Start of Block
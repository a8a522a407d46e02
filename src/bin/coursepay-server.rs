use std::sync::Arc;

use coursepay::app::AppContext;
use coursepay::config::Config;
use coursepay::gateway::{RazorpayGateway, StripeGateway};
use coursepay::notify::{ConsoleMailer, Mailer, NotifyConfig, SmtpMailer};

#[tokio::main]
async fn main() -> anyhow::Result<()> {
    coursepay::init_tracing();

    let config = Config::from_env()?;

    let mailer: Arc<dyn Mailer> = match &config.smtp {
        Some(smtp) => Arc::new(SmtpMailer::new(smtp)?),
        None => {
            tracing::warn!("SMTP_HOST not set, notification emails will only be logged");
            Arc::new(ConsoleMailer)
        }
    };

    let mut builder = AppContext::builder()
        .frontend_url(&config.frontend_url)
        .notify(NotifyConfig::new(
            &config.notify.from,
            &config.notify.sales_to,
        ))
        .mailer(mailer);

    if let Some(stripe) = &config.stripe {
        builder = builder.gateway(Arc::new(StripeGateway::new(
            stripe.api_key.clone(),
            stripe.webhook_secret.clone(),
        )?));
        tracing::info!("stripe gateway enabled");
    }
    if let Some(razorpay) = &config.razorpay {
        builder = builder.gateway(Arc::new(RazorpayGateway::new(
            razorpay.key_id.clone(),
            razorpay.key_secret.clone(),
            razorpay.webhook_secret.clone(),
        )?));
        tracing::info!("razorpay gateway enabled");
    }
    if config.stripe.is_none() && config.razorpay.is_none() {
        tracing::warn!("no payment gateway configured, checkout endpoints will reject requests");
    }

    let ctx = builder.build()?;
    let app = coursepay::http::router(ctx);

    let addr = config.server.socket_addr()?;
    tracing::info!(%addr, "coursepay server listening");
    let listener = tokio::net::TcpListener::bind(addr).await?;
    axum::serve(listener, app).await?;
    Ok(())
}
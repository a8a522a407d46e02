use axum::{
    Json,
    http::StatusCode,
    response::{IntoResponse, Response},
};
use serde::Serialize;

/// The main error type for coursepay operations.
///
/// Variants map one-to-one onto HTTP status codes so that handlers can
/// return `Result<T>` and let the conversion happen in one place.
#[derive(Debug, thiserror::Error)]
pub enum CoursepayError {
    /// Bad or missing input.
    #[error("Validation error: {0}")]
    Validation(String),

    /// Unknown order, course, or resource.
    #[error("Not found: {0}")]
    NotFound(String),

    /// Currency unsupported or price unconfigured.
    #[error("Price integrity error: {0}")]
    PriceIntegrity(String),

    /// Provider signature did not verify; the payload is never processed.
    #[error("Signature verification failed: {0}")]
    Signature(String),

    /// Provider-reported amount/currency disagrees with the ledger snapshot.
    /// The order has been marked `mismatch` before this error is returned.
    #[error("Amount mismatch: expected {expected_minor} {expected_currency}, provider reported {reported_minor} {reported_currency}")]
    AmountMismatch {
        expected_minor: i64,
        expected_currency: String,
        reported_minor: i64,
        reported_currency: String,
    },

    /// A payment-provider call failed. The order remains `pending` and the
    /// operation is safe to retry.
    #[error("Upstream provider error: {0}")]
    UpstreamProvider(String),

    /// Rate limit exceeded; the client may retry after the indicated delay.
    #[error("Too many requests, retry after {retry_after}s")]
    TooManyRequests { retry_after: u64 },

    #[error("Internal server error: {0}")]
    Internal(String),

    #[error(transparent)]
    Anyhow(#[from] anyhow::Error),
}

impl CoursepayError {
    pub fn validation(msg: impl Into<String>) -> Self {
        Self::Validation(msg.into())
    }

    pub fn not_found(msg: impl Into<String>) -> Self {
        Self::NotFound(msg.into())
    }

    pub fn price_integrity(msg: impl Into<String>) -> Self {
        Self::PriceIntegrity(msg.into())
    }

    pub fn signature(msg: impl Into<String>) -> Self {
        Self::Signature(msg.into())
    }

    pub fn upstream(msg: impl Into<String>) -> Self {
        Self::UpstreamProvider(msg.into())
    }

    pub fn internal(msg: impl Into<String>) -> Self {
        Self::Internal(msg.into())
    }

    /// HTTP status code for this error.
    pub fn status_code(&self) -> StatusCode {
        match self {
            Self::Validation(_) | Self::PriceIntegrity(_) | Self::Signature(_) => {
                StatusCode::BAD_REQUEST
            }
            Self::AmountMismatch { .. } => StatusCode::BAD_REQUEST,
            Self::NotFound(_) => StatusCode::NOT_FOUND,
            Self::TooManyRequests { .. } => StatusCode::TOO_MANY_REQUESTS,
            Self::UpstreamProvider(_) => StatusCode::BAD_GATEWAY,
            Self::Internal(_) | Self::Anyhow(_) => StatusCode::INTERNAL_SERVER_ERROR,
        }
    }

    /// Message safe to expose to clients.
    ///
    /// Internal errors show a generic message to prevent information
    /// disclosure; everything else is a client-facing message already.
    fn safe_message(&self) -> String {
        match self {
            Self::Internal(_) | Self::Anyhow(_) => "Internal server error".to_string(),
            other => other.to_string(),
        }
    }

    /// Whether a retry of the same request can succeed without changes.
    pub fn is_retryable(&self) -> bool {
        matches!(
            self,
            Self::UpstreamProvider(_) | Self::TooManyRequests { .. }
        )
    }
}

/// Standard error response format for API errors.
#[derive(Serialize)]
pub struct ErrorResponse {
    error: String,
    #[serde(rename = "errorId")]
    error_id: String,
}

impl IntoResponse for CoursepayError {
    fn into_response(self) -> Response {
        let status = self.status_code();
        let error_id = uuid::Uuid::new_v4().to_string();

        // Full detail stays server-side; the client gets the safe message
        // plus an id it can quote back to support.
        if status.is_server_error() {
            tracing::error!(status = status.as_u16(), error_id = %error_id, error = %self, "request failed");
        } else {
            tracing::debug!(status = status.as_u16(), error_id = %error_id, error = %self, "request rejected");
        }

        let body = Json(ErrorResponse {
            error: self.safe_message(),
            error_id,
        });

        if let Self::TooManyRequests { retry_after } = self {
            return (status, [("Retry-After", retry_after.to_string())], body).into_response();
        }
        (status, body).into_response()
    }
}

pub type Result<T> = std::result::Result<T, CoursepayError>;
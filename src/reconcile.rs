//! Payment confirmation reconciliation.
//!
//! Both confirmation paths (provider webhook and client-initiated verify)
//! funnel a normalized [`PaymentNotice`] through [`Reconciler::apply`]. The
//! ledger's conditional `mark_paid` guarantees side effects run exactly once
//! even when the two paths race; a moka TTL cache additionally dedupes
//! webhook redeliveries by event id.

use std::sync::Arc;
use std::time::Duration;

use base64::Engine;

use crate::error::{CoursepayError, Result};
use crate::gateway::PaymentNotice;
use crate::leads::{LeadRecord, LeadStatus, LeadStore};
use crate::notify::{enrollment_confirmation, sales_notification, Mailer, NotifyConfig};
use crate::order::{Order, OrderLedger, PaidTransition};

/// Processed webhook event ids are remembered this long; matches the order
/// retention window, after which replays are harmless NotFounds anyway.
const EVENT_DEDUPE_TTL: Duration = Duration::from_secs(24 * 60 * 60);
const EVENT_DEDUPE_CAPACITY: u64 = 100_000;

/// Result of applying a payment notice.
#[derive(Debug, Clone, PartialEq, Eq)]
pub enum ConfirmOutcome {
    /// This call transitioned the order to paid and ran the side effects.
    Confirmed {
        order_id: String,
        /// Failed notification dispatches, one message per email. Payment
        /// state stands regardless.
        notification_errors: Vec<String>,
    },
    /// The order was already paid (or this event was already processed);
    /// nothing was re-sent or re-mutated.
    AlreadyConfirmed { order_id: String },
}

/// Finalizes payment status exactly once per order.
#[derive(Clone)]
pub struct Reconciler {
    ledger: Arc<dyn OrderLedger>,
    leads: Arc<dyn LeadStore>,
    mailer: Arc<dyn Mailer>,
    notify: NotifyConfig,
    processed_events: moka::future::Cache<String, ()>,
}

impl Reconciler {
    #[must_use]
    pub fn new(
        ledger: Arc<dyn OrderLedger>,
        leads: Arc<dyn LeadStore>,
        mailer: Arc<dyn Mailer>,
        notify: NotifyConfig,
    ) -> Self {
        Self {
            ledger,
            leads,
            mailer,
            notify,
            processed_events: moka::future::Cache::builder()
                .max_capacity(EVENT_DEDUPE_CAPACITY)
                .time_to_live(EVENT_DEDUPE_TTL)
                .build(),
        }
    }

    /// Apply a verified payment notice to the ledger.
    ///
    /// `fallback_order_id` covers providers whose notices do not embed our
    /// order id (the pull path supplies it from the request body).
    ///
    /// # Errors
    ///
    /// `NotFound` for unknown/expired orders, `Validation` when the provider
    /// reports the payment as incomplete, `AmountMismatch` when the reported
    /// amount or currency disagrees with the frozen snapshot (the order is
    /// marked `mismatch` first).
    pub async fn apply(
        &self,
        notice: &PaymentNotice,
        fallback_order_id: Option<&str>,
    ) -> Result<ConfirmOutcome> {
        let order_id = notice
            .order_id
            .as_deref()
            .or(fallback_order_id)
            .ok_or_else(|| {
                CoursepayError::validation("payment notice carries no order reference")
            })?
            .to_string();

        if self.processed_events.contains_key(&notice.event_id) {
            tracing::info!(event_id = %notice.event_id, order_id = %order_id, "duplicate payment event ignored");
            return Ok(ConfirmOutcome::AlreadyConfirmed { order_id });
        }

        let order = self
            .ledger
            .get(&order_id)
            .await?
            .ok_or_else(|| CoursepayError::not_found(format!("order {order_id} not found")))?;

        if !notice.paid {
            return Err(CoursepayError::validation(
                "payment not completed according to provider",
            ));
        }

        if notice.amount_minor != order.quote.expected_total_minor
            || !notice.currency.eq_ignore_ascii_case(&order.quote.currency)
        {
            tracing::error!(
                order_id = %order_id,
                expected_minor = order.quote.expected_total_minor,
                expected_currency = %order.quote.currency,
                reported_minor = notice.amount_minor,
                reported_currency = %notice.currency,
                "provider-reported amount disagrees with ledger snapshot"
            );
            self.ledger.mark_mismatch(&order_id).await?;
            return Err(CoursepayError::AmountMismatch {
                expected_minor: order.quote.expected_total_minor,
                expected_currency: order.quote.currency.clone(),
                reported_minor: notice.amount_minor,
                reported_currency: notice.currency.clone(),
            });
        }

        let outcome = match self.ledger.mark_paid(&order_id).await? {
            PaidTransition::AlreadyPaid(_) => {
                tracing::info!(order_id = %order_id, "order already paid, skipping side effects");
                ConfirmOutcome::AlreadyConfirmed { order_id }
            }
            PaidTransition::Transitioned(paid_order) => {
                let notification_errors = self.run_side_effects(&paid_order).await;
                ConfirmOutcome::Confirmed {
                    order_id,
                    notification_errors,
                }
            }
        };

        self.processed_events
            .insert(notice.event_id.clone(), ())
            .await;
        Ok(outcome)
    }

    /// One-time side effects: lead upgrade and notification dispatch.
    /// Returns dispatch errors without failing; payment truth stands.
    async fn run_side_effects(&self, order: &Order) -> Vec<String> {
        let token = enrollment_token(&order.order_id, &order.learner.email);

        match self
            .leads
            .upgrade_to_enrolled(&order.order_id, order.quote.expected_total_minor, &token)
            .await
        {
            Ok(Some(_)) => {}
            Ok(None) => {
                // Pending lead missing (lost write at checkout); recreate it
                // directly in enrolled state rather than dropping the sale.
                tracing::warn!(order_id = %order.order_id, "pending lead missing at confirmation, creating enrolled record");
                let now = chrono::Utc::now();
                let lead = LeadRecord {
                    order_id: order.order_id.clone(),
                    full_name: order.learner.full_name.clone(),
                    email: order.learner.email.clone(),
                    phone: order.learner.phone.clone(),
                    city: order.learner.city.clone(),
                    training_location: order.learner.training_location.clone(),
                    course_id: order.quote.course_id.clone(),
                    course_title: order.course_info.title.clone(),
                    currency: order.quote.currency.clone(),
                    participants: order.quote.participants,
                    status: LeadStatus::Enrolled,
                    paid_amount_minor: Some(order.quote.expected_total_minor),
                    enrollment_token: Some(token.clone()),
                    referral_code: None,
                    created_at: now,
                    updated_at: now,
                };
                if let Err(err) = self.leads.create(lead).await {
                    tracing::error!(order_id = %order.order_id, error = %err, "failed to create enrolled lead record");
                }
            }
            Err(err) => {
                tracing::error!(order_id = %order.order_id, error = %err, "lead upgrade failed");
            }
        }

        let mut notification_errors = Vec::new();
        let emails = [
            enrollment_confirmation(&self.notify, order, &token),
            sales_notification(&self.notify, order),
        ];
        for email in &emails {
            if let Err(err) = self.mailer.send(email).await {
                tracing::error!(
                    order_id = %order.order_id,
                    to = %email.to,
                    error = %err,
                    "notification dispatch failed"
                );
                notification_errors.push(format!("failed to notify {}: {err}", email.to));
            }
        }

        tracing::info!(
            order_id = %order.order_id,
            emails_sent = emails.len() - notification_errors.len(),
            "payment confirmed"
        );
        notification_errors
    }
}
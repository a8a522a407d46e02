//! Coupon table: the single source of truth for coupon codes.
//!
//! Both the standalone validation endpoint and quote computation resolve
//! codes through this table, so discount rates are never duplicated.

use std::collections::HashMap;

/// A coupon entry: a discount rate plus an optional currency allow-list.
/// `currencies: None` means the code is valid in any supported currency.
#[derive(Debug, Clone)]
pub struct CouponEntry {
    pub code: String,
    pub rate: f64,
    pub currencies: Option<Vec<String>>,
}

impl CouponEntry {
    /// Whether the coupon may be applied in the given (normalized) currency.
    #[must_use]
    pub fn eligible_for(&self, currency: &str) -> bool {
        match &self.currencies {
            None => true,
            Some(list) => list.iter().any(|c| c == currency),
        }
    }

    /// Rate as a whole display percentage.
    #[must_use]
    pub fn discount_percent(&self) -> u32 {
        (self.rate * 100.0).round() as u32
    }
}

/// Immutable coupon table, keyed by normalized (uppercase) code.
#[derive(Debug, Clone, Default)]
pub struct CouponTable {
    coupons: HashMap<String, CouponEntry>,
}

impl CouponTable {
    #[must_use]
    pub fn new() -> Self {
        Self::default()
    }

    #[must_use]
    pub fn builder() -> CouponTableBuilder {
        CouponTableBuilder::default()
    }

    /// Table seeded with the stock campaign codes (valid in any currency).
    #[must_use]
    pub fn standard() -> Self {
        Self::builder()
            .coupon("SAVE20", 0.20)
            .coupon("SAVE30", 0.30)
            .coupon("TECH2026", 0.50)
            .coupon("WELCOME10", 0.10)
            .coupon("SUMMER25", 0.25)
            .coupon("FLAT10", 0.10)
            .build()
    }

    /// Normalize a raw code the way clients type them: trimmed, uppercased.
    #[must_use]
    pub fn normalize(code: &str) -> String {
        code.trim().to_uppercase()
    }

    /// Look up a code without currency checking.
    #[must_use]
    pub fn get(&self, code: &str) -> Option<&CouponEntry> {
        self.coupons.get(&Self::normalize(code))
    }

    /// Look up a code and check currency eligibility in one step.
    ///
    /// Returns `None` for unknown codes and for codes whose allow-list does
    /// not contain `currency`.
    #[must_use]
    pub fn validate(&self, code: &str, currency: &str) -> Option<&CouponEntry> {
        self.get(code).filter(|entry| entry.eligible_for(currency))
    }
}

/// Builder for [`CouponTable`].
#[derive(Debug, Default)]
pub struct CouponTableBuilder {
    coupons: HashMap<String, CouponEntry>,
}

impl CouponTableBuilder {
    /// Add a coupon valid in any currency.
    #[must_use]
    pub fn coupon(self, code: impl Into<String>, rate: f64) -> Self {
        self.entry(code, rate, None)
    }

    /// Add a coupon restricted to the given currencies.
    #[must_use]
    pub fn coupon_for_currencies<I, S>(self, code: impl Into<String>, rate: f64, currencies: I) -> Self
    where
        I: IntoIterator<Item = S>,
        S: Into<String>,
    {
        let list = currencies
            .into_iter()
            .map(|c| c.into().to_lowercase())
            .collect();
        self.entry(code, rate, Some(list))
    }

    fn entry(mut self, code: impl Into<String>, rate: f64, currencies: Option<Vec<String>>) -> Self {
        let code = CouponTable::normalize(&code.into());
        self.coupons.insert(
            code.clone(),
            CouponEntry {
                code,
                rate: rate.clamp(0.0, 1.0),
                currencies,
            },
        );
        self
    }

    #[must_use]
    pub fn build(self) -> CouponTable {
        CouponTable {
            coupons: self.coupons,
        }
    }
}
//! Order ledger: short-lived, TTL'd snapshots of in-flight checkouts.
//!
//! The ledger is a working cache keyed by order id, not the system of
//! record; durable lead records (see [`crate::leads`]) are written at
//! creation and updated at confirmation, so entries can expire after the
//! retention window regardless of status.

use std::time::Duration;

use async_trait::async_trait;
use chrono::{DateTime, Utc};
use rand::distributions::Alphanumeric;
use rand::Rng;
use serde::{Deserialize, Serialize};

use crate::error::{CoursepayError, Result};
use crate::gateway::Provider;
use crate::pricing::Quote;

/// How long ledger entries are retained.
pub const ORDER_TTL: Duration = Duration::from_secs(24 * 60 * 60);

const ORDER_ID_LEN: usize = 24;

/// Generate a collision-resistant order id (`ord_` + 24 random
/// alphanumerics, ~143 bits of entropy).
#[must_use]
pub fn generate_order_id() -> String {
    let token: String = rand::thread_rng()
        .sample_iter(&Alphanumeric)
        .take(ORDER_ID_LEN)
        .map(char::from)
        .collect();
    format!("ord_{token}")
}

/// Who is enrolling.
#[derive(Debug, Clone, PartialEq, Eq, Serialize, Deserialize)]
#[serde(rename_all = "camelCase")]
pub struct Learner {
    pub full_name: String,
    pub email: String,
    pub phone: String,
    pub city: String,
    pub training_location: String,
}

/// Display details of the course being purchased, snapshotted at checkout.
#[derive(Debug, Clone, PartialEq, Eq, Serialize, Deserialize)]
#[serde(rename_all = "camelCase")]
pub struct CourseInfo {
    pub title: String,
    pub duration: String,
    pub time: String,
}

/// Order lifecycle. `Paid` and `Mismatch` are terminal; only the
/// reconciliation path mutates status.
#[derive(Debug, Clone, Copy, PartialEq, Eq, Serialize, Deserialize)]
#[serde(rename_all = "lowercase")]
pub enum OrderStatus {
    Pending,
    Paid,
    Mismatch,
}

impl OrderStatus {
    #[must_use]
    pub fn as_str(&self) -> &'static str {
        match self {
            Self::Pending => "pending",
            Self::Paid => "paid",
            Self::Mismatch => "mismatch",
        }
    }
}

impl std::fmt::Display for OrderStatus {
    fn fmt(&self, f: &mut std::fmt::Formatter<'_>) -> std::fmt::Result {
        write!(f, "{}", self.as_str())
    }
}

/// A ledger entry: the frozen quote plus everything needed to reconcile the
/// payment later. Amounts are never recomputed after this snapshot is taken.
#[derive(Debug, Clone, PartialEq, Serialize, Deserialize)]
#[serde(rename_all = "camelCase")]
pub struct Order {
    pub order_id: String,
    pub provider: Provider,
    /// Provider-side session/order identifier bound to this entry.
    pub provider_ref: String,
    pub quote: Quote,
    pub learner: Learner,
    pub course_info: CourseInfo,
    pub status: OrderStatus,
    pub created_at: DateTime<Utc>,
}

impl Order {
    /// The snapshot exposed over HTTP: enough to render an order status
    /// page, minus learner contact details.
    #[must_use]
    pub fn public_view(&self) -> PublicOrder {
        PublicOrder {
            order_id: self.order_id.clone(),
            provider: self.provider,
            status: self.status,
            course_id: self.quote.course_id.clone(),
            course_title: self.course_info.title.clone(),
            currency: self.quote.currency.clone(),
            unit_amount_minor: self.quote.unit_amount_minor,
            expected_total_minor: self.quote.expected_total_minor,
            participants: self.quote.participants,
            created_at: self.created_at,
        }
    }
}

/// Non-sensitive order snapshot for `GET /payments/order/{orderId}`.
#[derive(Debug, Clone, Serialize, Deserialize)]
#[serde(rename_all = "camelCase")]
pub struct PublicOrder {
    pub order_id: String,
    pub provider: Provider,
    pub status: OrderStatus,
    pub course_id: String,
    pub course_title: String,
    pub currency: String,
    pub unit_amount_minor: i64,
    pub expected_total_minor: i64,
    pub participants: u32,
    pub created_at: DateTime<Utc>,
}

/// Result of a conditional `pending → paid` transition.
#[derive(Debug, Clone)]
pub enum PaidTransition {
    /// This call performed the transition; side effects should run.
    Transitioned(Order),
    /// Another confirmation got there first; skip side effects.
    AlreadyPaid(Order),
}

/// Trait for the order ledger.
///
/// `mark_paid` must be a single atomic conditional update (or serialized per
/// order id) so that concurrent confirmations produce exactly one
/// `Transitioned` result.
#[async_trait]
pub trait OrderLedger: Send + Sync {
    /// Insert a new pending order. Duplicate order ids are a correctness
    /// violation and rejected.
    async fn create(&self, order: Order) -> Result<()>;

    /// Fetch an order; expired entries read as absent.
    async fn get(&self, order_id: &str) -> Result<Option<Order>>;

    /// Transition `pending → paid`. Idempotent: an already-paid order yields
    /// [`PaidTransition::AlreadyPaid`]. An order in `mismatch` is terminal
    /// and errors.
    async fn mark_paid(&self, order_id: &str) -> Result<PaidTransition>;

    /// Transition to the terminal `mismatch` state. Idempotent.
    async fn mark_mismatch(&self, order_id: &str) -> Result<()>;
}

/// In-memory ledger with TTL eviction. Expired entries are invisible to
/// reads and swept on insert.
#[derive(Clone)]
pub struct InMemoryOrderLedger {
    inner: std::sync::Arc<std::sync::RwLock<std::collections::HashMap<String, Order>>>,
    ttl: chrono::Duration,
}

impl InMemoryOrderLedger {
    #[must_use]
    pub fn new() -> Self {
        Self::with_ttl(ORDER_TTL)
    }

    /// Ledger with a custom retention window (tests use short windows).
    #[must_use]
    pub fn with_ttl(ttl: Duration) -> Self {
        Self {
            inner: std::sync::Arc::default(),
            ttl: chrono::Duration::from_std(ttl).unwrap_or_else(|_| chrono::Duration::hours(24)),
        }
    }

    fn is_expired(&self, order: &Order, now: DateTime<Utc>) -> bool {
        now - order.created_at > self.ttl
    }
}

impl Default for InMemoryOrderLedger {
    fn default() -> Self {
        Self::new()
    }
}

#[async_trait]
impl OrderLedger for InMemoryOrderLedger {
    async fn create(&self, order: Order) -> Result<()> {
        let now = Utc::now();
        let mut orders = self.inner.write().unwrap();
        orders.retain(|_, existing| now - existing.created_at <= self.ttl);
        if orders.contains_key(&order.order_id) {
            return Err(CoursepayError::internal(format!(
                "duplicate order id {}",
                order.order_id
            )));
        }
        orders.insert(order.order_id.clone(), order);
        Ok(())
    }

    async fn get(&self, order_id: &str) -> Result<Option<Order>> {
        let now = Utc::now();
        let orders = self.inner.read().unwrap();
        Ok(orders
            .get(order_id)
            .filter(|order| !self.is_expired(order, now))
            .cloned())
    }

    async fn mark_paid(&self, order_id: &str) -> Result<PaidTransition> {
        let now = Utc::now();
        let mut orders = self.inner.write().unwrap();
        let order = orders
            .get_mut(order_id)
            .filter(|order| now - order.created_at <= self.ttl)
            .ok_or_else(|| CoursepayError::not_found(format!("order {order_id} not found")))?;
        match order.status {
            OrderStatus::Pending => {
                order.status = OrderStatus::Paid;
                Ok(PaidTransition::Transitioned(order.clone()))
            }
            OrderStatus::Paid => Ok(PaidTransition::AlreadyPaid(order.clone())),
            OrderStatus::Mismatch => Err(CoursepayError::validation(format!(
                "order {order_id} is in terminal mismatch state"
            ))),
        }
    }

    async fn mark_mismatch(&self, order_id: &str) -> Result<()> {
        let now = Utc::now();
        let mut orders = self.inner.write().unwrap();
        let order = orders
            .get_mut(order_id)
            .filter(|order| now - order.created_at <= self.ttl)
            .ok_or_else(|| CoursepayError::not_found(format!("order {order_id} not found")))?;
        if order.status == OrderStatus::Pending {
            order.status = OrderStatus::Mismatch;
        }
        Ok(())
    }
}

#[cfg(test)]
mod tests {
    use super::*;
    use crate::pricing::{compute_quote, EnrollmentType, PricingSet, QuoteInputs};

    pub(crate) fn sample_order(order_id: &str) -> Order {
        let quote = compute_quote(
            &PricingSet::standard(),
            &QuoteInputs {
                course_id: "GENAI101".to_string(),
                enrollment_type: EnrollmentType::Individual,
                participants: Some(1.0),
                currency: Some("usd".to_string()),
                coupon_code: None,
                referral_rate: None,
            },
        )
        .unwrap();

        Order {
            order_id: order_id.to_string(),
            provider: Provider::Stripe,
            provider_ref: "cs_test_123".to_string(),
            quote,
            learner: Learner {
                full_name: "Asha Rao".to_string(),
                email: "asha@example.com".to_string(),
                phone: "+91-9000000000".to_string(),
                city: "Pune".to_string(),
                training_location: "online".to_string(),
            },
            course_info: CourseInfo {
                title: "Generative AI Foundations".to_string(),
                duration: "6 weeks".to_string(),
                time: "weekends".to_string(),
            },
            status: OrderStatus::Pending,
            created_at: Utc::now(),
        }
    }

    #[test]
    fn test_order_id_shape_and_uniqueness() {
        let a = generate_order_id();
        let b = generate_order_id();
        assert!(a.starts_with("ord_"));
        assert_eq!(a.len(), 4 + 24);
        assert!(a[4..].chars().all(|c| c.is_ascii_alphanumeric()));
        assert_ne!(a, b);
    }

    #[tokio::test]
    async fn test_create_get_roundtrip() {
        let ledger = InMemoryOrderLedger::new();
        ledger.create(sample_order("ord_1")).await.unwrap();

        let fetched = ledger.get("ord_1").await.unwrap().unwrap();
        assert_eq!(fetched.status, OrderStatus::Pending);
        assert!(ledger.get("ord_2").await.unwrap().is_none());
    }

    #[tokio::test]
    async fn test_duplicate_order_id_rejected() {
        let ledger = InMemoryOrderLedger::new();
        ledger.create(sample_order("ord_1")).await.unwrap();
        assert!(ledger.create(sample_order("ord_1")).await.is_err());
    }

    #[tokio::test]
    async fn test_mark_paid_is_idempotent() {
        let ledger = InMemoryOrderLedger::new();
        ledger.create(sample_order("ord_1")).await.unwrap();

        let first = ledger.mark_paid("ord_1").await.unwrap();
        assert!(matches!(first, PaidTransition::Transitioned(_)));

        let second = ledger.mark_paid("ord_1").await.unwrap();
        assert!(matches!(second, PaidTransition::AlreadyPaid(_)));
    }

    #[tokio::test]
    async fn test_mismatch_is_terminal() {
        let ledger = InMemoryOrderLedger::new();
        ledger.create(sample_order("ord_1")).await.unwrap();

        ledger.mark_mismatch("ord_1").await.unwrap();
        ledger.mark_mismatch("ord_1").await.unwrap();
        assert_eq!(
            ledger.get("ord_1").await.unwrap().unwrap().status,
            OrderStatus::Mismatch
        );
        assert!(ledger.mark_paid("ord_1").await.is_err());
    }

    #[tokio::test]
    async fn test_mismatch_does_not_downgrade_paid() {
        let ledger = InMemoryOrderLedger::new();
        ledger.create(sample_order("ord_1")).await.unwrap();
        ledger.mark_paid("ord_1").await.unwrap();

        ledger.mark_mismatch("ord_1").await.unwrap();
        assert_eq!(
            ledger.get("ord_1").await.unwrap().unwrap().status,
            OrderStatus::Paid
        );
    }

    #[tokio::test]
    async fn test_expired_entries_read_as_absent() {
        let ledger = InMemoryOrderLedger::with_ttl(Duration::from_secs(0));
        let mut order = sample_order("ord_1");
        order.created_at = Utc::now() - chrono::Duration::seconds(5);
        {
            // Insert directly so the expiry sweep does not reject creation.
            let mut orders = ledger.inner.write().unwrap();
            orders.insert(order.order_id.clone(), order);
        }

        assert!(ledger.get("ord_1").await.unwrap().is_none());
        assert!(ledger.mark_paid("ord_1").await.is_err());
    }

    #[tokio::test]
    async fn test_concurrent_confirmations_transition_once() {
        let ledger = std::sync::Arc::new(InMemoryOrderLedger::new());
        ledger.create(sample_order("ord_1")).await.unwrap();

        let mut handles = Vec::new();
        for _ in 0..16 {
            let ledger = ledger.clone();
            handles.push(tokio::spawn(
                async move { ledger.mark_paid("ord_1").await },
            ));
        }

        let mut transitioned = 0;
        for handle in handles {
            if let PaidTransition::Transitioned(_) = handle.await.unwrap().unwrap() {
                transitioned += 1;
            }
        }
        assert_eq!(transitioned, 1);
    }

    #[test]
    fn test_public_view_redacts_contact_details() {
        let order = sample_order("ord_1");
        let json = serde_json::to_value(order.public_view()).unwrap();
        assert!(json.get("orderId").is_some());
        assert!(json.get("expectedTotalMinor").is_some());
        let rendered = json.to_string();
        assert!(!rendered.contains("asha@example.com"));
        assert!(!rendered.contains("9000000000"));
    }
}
End of Block
■ EXERCISE: How many lines of the listing above include the word "directly"? Reply with the number alone.

■ WRITTEN RESPONSE: 2